===== MATERIALS PROVIDED =====

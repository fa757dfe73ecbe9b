use std::cell::RefCell;
use std::collections::VecDeque;

use super::*;

/// A mock provider for testing. Returns pre-configured outcomes in order
/// and records every request it receives.
pub struct MockProvider {
    name: String,
    outcomes: RefCell<VecDeque<Result<ChatResponse, ProviderError>>>,
    requests: RefCell<Vec<Vec<ChatMessage>>>,
}

impl MockProvider {
    pub fn new(name: impl Into<String>) -> Self {
        Self {
            name: name.into(),
            outcomes: RefCell::new(VecDeque::new()),
            requests: RefCell::new(Vec::new()),
        }
    }

    pub fn with_response(self, response: ChatResponse) -> Self {
        self.outcomes.borrow_mut().push_back(Ok(response));
        self
    }

    /// Queue a plain-text reply.
    pub fn with_reply(self, content: impl Into<String>) -> Self {
        self.with_response(ChatResponse::text(content))
    }

    pub fn with_error(self, error: ProviderError) -> Self {
        self.outcomes.borrow_mut().push_back(Err(error));
        self
    }

    /// Queue more replies after construction.
    pub fn push_reply(&self, content: impl Into<String>) {
        self.outcomes
            .borrow_mut()
            .push_back(Ok(ChatResponse::text(content)));
    }

    pub fn remaining_responses(&self) -> usize {
        self.outcomes.borrow().len()
    }

    /// Messages of every request received so far.
    pub fn requests(&self) -> Vec<Vec<ChatMessage>> {
        self.requests.borrow().clone()
    }
}

impl Provider for MockProvider {
    fn name(&self) -> &str {
        &self.name
    }

    fn chat(
        &self,
        messages: &[ChatMessage],
        _options: &ChatOptions,
    ) -> Result<ChatResponse, ProviderError> {
        self.requests.borrow_mut().push(messages.to_vec());
        self.outcomes.borrow_mut().pop_front().unwrap_or_else(|| {
            Err(ProviderError::RequestFailed(
                "no mock responses remaining".to_string(),
            ))
        })
    }
}

#[cfg(test)]
mod tests {
    use super::*;

    #[test]
    fn test_mock_provider_returns_responses_in_order() {
        let provider = MockProvider::new("test").with_reply("First").with_reply("Second");
        let opts = ChatOptions::default();
        let msgs = [ChatMessage::user("test")];

        assert_eq!(provider.chat(&msgs, &opts).unwrap().content, "First");
        assert_eq!(provider.chat(&msgs, &opts).unwrap().content, "Second");
    }

    #[test]
    fn test_mock_provider_empty_returns_error() {
        let provider = MockProvider::new("test");
        let result = provider.chat(&[ChatMessage::user("test")], &ChatOptions::default());
        assert!(result.is_err());
    }

    #[test]
    fn test_mock_provider_remaining_count() {
        let provider = MockProvider::new("test").with_reply("a");
        assert_eq!(provider.remaining_responses(), 1);
        let _ = provider.chat(&[ChatMessage::user("x")], &ChatOptions::default());
        assert_eq!(provider.remaining_responses(), 0);
    }

    #[test]
    fn test_mock_provider_records_requests() {
        let provider = MockProvider::new("test").with_reply("a");
        let _ = provider.chat(
            &[ChatMessage::system("sys"), ChatMessage::user("x")],
            &ChatOptions::default(),
        );
        let requests = provider.requests();
        assert_eq!(requests.len(), 1);
        assert_eq!(requests[0][0].role, Role::System);
    }

    #[test]
    fn test_mock_provider_queued_error() {
        let provider = MockProvider::new("test").with_error(ProviderError::Timeout);
        let result = provider.chat(&[ChatMessage::user("x")], &ChatOptions::default());
        assert_eq!(result.unwrap_err(), ProviderError::Timeout);
    }
}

=====

**ACTIVITY**
Only the number is needed: please work out how many lines in the data contain the string "text".

**SOLUTION TO THIS TASK**
3